I've been studying smooth manifolds in order to learn more about differential geometry. Recently I ran into a construction of the cotangent space that I hadn't seen much before. In many resources that I have used, the tangent space is created first and then the cotangent is defined as its dual. However, I have also seen it defined like the Zariski tangent space using alebraic rather than differential techniques. My question is about the motivations behind this construction.
As I understand it, we first consider the ring of $C^r$ functions $M\to \mathbb{R}$ and look at the ideal $I_p$ of functions vanishing at a point $p$. That is,
$$I_p = \bigg\{f\in C^r(M) : f(p)=0\bigg\}$$
My first question is related to this ideal. Specifically, how would one be lead to consider this ideal? I have worked out that this ideal is the kernel of a ring homomorphism sending each function to its value at $p$, and I have read that all maximal ideas in this ring have this form. I've seen the tangent space motivated through partial derivatives, curves on the manifold, and derivations. Is there a starting point for wanting to consider functions that vanish at $p$?
Next, we can take the square of this ideal $J_p=I_p^2 = \big\{ \sum_{i=1}^nf_ig_i:n\in\mathbb{N}\text{ and all }f_i, g_i\in I_p \big\}$. This is another ideal in the ring. Therefore, there should be a ring homomorphism with kernel $J$. I have not been able to construct this homomorphism, could I have some help getting to it? On top of this, I am wondering why one would want to consider this subset of the larger ideal. That is why is the square of $I$ relevant to the construction of the space?

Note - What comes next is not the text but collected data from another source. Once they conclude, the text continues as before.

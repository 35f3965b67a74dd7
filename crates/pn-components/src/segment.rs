//! Pipe segments and their fittings.

use crate::common::{HeadLoss, LossContext};
use crate::error::{ComponentError, ComponentResult};
use crate::pipe::{SegmentLoss, segment_loss};
use pn_core::SegmentId;
use pn_core::units::Length;

/// Localised loss element (valve, elbow, tee, ...).
#[derive(Debug, Clone, PartialEq)]
pub struct Fitting {
    pub name: String,
    /// Loss coefficient K
    pub k: f64,
    pub quantity: u32,
}

impl Fitting {
    /// # Errors
    /// Returns error if K is negative or non-finite, or quantity is zero.
    pub fn new(name: impl Into<String>, k: f64, quantity: u32) -> ComponentResult<Self> {
        if !k.is_finite() || k < 0.0 {
            return Err(ComponentError::InvalidArg {
                what: "fitting K must be non-negative",
            });
        }
        if quantity == 0 {
            return Err(ComponentError::InvalidArg {
                what: "fitting quantity must be at least 1",
            });
        }
        Ok(Self {
            name: name.into(),
            k,
            quantity,
        })
    }

    /// Fitting with the K factor from the built-in catalogue.
    pub fn from_catalog(name: &str, quantity: u32) -> ComponentResult<Self> {
        let k = pn_fluids::fitting_k(name).ok_or(ComponentError::InvalidArg {
            what: "fitting not in catalogue",
        })?;
        Self::new(name, k, quantity)
    }

    /// Contribution to the segment's minor loss coefficient.
    pub fn k_total(&self) -> f64 {
        self.k * f64::from(self.quantity)
    }
}

/// Straight run of pipe of one material and diameter, plus its fittings.
///
/// The constructor does not validate geometry. A non-positive diameter is
/// handled by the loss model as a penalty instead of an error, so that root
/// finders can probe such regions.
#[derive(Debug, Clone, PartialEq)]
pub struct PipeSegment {
    pub id: SegmentId,
    pub length: Length,
    pub diameter: Length,
    /// Material name, resolved through the library at evaluation time.
    pub material: String,
    pub fittings: Vec<Fitting>,
}

impl PipeSegment {
    pub fn new(length: Length, diameter: Length, material: impl Into<String>) -> Self {
        Self {
            id: SegmentId::new(),
            length,
            diameter,
            material: material.into(),
            fittings: Vec::new(),
        }
    }

    pub fn with_id(mut self, id: SegmentId) -> Self {
        self.id = id;
        self
    }

    pub fn with_fitting(mut self, fitting: Fitting) -> Self {
        self.fittings.push(fitting);
        self
    }

    /// Sum of K·qty over all fittings.
    pub fn k_minor(&self) -> f64 {
        self.fittings.iter().map(Fitting::k_total).sum()
    }

    /// Copy with the diameter multiplied by `factor`. Id is kept.
    pub fn scaled_diameter(&self, factor: f64) -> Self {
        Self {
            diameter: self.diameter * factor,
            ..self.clone()
        }
    }

    /// Full loss breakdown (major, minor, velocity) at `flow_m3h`.
    pub fn losses(&self, ctx: LossContext<'_>, flow_m3h: f64) -> ComponentResult<SegmentLoss> {
        let material = ctx.library.resolve_material(&self.material)?;
        Ok(segment_loss(
            self.length.value,
            self.diameter.value,
            self.k_minor(),
            material.epsilon_m(),
            &ctx.fluid,
            flow_m3h,
        ))
    }
}

impl HeadLoss for PipeSegment {
    fn head_loss(&self, ctx: LossContext<'_>, flow_m3h: f64) -> ComponentResult<f64> {
        Ok(self.losses(ctx, flow_m3h)?.total())
    }
}
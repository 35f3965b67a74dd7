//! Query helpers for listing library and catalogue contents.

use pn_core::units::to_mm;
use pn_fluids::{Library, Tier, filter_fitting_catalog};
use serde::{Deserialize, Serialize};

#[derive(Debug, Clone, PartialEq, Serialize, Deserialize)]
pub struct MaterialEntry {
    pub name: String,
    pub roughness_mm: f64,
    pub user: bool,
}

#[derive(Debug, Clone, PartialEq, Serialize, Deserialize)]
pub struct FluidEntry {
    pub name: String,
    pub density_kg_m3: f64,
    pub kinematic_viscosity_m2_s: f64,
    pub user: bool,
}

#[derive(Debug, Clone, PartialEq, Serialize, Deserialize)]
pub struct FittingEntry {
    pub name: String,
    pub k: f64,
}

/// Materials visible through `library`, shadowed built-ins excluded.
pub fn list_materials(library: &Library) -> Vec<MaterialEntry> {
    library
        .materials()
        .into_iter()
        .map(|(name, material, tier)| MaterialEntry {
            name: name.to_string(),
            roughness_mm: to_mm(material.roughness),
            user: tier == Tier::User,
        })
        .collect()
}

/// Fluids visible through `library`, shadowed built-ins excluded.
pub fn list_fluids(library: &Library) -> Vec<FluidEntry> {
    library
        .fluids()
        .into_iter()
        .map(|(name, fluid, tier)| FluidEntry {
            name: name.to_string(),
            density_kg_m3: fluid.rho(),
            kinematic_viscosity_m2_s: fluid.nu(),
            user: tier == Tier::User,
        })
        .collect()
}

/// Fitting catalogue entries matching `query` (all of them if empty).
pub fn list_fittings(query: &str) -> Vec<FittingEntry> {
    filter_fitting_catalog(query)
        .into_iter()
        .map(|entry| FittingEntry {
            name: entry.name.to_string(),
            k: entry.k,
        })
        .collect()
}

#[cfg(test)]
mod tests {
    use super::*;

    #[test]
    fn user_material_shadows_builtin_in_listing() {
        let library = Library::builtin()
            .with_user_material("Concrete", 1.5)
            .unwrap();
        let concrete: Vec<_> = list_materials(&library)
            .into_iter()
            .filter(|m| m.name == "Concrete")
            .collect();
        assert_eq!(concrete.len(), 1);
        assert!(concrete[0].user);
        assert!((concrete[0].roughness_mm - 1.5).abs() < 1e-12);
    }

    #[test]
    fn builtin_tables_are_listed() {
        let library = Library::builtin();
        assert_eq!(list_materials(&library).len(), 7);
        assert_eq!(list_fluids(&library).len(), 2);
        assert_eq!(list_fittings("").len(), 14);
        assert!(list_fittings("elbow").len() >= 3);
    }
}
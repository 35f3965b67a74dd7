#[derive(Debug, Clone, Copy, PartialEq, Eq)]
pub enum EvaluationStage {
    FittingCurves,
    SolvingOperatingPoint,
    BreakingDownLosses,
    SamplingCurves,
    SweepingSensitivity,
    Completed,
}

impl EvaluationStage {
    pub fn label(&self) -> &'static str {
        match self {
            EvaluationStage::FittingCurves => "fitting pump curves",
            EvaluationStage::SolvingOperatingPoint => "solving operating point",
            EvaluationStage::BreakingDownLosses => "breaking down losses",
            EvaluationStage::SamplingCurves => "sampling curves",
            EvaluationStage::SweepingSensitivity => "sweeping diameter sensitivity",
            EvaluationStage::Completed => "completed",
        }
    }
}

#[derive(Debug, Clone)]
pub struct EvaluationProgressEvent {
    pub stage: EvaluationStage,
    pub elapsed_wall_s: f64,
    pub message: Option<String>,
}

impl EvaluationProgressEvent {
    pub fn stage(stage: EvaluationStage, elapsed_wall_s: f64, message: Option<String>) -> Self {
        Self {
            stage,
            elapsed_wall_s,
            message,
        }
    }
}
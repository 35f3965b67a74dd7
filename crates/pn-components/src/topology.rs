//! Network topology: series run, optional parallel split, series run.
//!
//! ```text
//! pump ──[before]──┬──[branch 1]──┬──[after]──> discharge
//!                  ├──[branch 2]──┤
//!                  └──[branch n]──┘
//! ```
//!
//! The topology is an immutable value. Every edit returns a new topology and
//! leaves the receiver untouched; whoever owns the "current" network decides
//! what to keep.

use crate::error::{ComponentError, ComponentResult};
use crate::segment::{Fitting, PipeSegment};
use pn_core::SegmentId;

/// One path between the split and the junction.
#[derive(Debug, Clone, PartialEq)]
pub struct Branch {
    pub name: String,
    pub segments: Vec<PipeSegment>,
}

impl Branch {
    pub fn new(name: impl Into<String>, segments: Vec<PipeSegment>) -> Self {
        Self {
            name: name.into(),
            segments,
        }
    }
}

#[derive(Debug, Clone, Default, PartialEq)]
pub struct NetworkTopology {
    pub before: Vec<PipeSegment>,
    /// Parallel branches, in insertion order. Names are unique.
    parallel: Vec<Branch>,
    pub after: Vec<PipeSegment>,
}

impl NetworkTopology {
    pub fn new() -> Self {
        Self::default()
    }

    /// Build from parts, rejecting duplicate branch names.
    pub fn from_parts(
        before: Vec<PipeSegment>,
        parallel: Vec<Branch>,
        after: Vec<PipeSegment>,
    ) -> ComponentResult<Self> {
        let mut topology = Self {
            before,
            parallel: Vec::with_capacity(parallel.len()),
            after,
        };
        for branch in parallel {
            topology.push_branch(branch)?;
        }
        Ok(topology)
    }

    fn push_branch(&mut self, branch: Branch) -> ComponentResult<()> {
        if self.parallel.iter().any(|b| b.name == branch.name) {
            return Err(ComponentError::DuplicateBranch { name: branch.name });
        }
        self.parallel.push(branch);
        Ok(())
    }

    /// All declared branches, even if fewer than two.
    pub fn branches(&self) -> &[Branch] {
        &self.parallel
    }

    /// Branches that form an actual split. A single branch is not a split
    /// and is ignored by the hydraulics.
    pub fn active_branches(&self) -> &[Branch] {
        if self.parallel.len() >= 2 {
            &self.parallel
        } else {
            &[]
        }
    }

    pub fn has_split(&self) -> bool {
        self.parallel.len() >= 2
    }

    /// Every segment in the network, branches included.
    pub fn segments(&self) -> impl Iterator<Item = &PipeSegment> {
        self.before
            .iter()
            .chain(self.parallel.iter().flat_map(|b| b.segments.iter()))
            .chain(self.after.iter())
    }

    /// True when there is no segment anywhere, not even in a lone branch.
    pub fn is_empty(&self) -> bool {
        self.segments().next().is_none()
    }

    /// Name the UI would give the next branch ("Branch 3" after two).
    pub fn next_branch_name(&self) -> String {
        let mut n = self.parallel.len() + 1;
        loop {
            let name = format!("Branch {n}");
            if !self.parallel.iter().any(|b| b.name == name) {
                return name;
            }
            n += 1;
        }
    }

    pub fn with_before_segment(&self, segment: PipeSegment) -> Self {
        let mut next = self.clone();
        next.before.push(segment);
        next
    }

    pub fn without_last_before(&self) -> Self {
        let mut next = self.clone();
        next.before.pop();
        next
    }

    pub fn with_after_segment(&self, segment: PipeSegment) -> Self {
        let mut next = self.clone();
        next.after.push(segment);
        next
    }

    pub fn without_last_after(&self) -> Self {
        let mut next = self.clone();
        next.after.pop();
        next
    }

    pub fn with_branch(&self, branch: Branch) -> ComponentResult<Self> {
        let mut next = self.clone();
        next.push_branch(branch)?;
        Ok(next)
    }

    /// Append a segment to an existing branch.
    pub fn with_branch_segment(&self, name: &str, segment: PipeSegment) -> ComponentResult<Self> {
        let mut next = self.clone();
        let branch = next
            .parallel
            .iter_mut()
            .find(|b| b.name == name)
            .ok_or(ComponentError::InvalidArg {
                what: "no branch with that name",
            })?;
        branch.segments.push(segment);
        Ok(next)
    }

    /// Drop the most recently added branch. The last remaining branch is kept.
    pub fn without_last_branch(&self) -> Self {
        let mut next = self.clone();
        if next.parallel.len() > 1 {
            next.parallel.pop();
        }
        next
    }

    /// Attach a fitting to the segment with the given id, wherever it lives.
    pub fn with_fitting(&self, id: SegmentId, fitting: Fitting) -> ComponentResult<Self> {
        self.map_segment(id, |segment| segment.fittings.push(fitting))
    }

    /// Remove the fitting at `index` from the segment with the given id.
    pub fn without_fitting(&self, id: SegmentId, index: usize) -> ComponentResult<Self> {
        let mut next = self.clone();
        let segment = next
            .segment_mut(id)
            .ok_or_else(|| ComponentError::UnknownSegment { id: id.to_string() })?;
        if index >= segment.fittings.len() {
            return Err(ComponentError::InvalidArg {
                what: "fitting index out of range",
            });
        }
        segment.fittings.remove(index);
        Ok(next)
    }

    /// Copy with every diameter multiplied by `factor`.
    pub fn scaled(&self, factor: f64) -> Self {
        let scale = |segments: &[PipeSegment]| -> Vec<PipeSegment> {
            segments
                .iter()
                .map(|s| s.scaled_diameter(factor))
                .collect()
        };
        Self {
            before: scale(&self.before),
            parallel: self
                .parallel
                .iter()
                .map(|b| Branch::new(b.name.clone(), scale(&b.segments)))
                .collect(),
            after: scale(&self.after),
        }
    }

    fn map_segment(
        &self,
        id: SegmentId,
        edit: impl FnOnce(&mut PipeSegment),
    ) -> ComponentResult<Self> {
        let mut next = self.clone();
        let segment = next
            .segment_mut(id)
            .ok_or_else(|| ComponentError::UnknownSegment { id: id.to_string() })?;
        edit(segment);
        Ok(next)
    }

    fn segment_mut(&mut self, id: SegmentId) -> Option<&mut PipeSegment> {
        self.before
            .iter_mut()
            .chain(self.parallel.iter_mut().flat_map(|b| b.segments.iter_mut()))
            .chain(self.after.iter_mut())
            .find(|s| s.id == id)
    }
}
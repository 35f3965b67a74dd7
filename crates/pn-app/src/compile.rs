//! Compilation of a `Scenario` into runtime values.
//!
//! Every name in the scenario (fluid, materials, catalogue fittings) is
//! resolved here, so evaluation never meets an unknown name halfway through
//! a solve.

use pn_components::{Branch, CostParameters, Fitting, LossContext, NetworkTopology, PipeSegment};
use pn_core::SegmentId;
use pn_core::units::{m, mm};
use pn_fluids::{FluidProperties, Library};
use pn_project::schema::{
    CellDef, CostDef, FittingDef, NetworkDef, SampleRowDef, Scenario, SegmentDef, UserLibraryDef,
};
use pn_solver::{Cell, SampleRow, ScaleRange};

use crate::error::{AppError, AppResult};

/// Runtime representation of a compiled scenario.
#[derive(Debug, Clone)]
pub struct ScenarioRuntime {
    pub name: String,
    pub library: Library,
    pub fluid: FluidProperties,
    pub topology: NetworkTopology,
    pub geometric_head_m: f64,
    pub pump: PumpTables,
    pub cost: CostInputs,
    pub sensitivity: ScaleRange,
}

impl ScenarioRuntime {
    pub fn loss_context(&self) -> LossContext<'_> {
        LossContext::new(self.fluid, &self.library)
    }
}

/// Raw pump tables, still unfitted.
#[derive(Debug, Clone)]
pub struct PumpTables {
    pub head: Vec<SampleRow>,
    pub efficiency: Vec<SampleRow>,
    pub degree: usize,
}

/// Cost inputs known before the operating point is.
#[derive(Debug, Clone, Copy, PartialEq)]
pub struct CostInputs {
    pub motor_efficiency_pct: f64,
    pub hours_per_day: f64,
    pub tariff_per_kwh: f64,
}

impl CostInputs {
    /// Complete the cost parameters with the pump efficiency at the duty point.
    pub fn with_pump_efficiency(&self, pump_efficiency_pct: f64) -> CostParameters {
        CostParameters {
            pump_efficiency_pct,
            motor_efficiency_pct: self.motor_efficiency_pct,
            hours_per_day: self.hours_per_day,
            tariff_per_kwh: self.tariff_per_kwh,
        }
    }
}

/// Compile a scenario definition into runtime structures.
pub fn compile_scenario(scenario: &Scenario) -> AppResult<ScenarioRuntime> {
    let library = build_library(&scenario.library)?;
    let fluid = library.resolve_fluid(&scenario.fluid)?;
    let topology = build_topology(&scenario.network, &library)?;

    let pump = PumpTables {
        head: sample_rows(&scenario.pump.head_curve),
        efficiency: sample_rows(&scenario.pump.efficiency_curve),
        degree: scenario.pump.degree,
    };

    let CostDef {
        motor_efficiency_pct,
        hours_per_day,
        tariff_per_kwh,
    } = scenario.cost;

    tracing::debug!(
        name = %scenario.name,
        segments = topology.segments().count(),
        branches = topology.branches().len(),
        "scenario compiled"
    );

    Ok(ScenarioRuntime {
        name: scenario.name.clone(),
        library,
        fluid,
        topology,
        geometric_head_m: scenario.geometric_head_m,
        pump,
        cost: CostInputs {
            motor_efficiency_pct,
            hours_per_day,
            tariff_per_kwh,
        },
        sensitivity: ScaleRange::new(scenario.sensitivity.from_pct, scenario.sensitivity.to_pct),
    })
}

/// Built-in tables with the scenario's user entries layered on top.
pub fn build_library(def: &UserLibraryDef) -> AppResult<Library> {
    let mut library = Library::builtin();
    for material in &def.materials {
        library.add_user_material(&material.name, material.roughness_mm)?;
    }
    for fluid in &def.fluids {
        library.add_user_fluid(
            &fluid.name,
            fluid.density_kg_m3,
            fluid.kinematic_viscosity_m2_s,
        )?;
    }
    Ok(library)
}

pub fn build_topology(def: &NetworkDef, library: &Library) -> AppResult<NetworkTopology> {
    let segments = |defs: &[SegmentDef]| -> AppResult<Vec<PipeSegment>> {
        defs.iter().map(|s| build_segment(s, library)).collect()
    };

    let branches = def
        .branches
        .iter()
        .map(|b| Ok(Branch::new(b.name.clone(), segments(&b.segments)?)))
        .collect::<AppResult<Vec<_>>>()?;

    Ok(NetworkTopology::from_parts(
        segments(&def.before)?,
        branches,
        segments(&def.after)?,
    )?)
}

pub fn build_segment(def: &SegmentDef, library: &Library) -> AppResult<PipeSegment> {
    library.resolve_material(&def.material)?;

    let mut segment = PipeSegment::new(m(def.length_m), mm(def.diameter_mm), def.material.clone());
    if let Some(id) = &def.id {
        let uuid = uuid::Uuid::parse_str(id)
            .map_err(|e| AppError::Compile(format!("Invalid segment id '{id}': {e}")))?;
        segment = segment.with_id(SegmentId::from_uuid(uuid));
    }

    for fitting in &def.fittings {
        segment = segment.with_fitting(build_fitting(fitting)?);
    }
    Ok(segment)
}

/// Explicit K wins; otherwise the name is looked up in the fitting catalogue.
pub fn build_fitting(def: &FittingDef) -> AppResult<Fitting> {
    let fitting = match def.k {
        Some(k) => Fitting::new(def.name.clone(), k, def.quantity)?,
        None => Fitting::from_catalog(&def.name, def.quantity).map_err(|e| {
            AppError::Compile(format!("Fitting '{}': {e}", def.name))
        })?,
    };
    Ok(fitting)
}

fn sample_rows(rows: &[SampleRowDef]) -> Vec<SampleRow> {
    rows.iter()
        .map(|row| SampleRow {
            flow: cell(row.flow.as_ref()),
            value: cell(row.value.as_ref()),
        })
        .collect()
}

fn cell(def: Option<&CellDef>) -> Cell {
    match def {
        Some(CellDef::Number(v)) => Cell::Number(*v),
        Some(CellDef::Text(s)) => Cell::Text(s.clone()),
        None => Cell::Missing,
    }
}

To complete the construction, the cotangent space is defined as the quotient $I_p/J_p$. Because both $I_p$ and $J_p$ are rngs, can I consider this to be a quotient ring, as $J_p$ must be an ideal of $I_p$ when it is considered a a rng separate from the larger ring? Furthermore,I don't know what the equivalent classes of this ring would be because I do not have a good handle on $J$. For example, is there an example of a function that is in $I_p^2$ that is not in $I_p$? Grasping the difference between $I_p$ and $J_p$ could be helpful.
Many thanks in advance. I hope that someone can help to make this construction a bit clearer.
Best Answer
One way of motivating and building intuition for this process is looking at things concretely using charts.
Let $h\in J_p$. by definition, $h=fg$ for some $f,g\in I_p$. Using a chart $x^1,\dots,x^n$ containing $p$, we note that $h$ has vanishing first derivative at $p$. $$ \partial_i h(p)=\partial_i(fg)(p)=g(p)\partial_if(p)+f(p)\partial_ig(p)=0 $$ It's easy to verify that this property is independent of the choice of chart. This states that every element of $J_p$ vanishes at $p$ and has (in an intrinsic sense) vanishing first derivative at $p$. The converse of this statement is tricky; in $r\ge 2$ it is true, and follows from Taylor's theorem. In any case, we can think of $J_p$ in this way.
The quotient $I_p/J_p$ can then be thought of as generated by the equivalence $f\sim g$ if $f-g\in J_p$, that is, the quotient consists of equivalence classes of functions which "agree up to linear order".
These equivalence classes are canonically isomorphic to $T^*M$, Given an equivalence class $[f]$ in the above construction with representative $f$, and a tangent vector (derivation) $v$ at $p$, we can define $[f](v)=v(f)$. This construction is independent of representative. We can also define the differential at $p$ of a $C^r$ function by $d_pf=[f-f(p)]$, and show it agrees with the more common definition of $d_p$.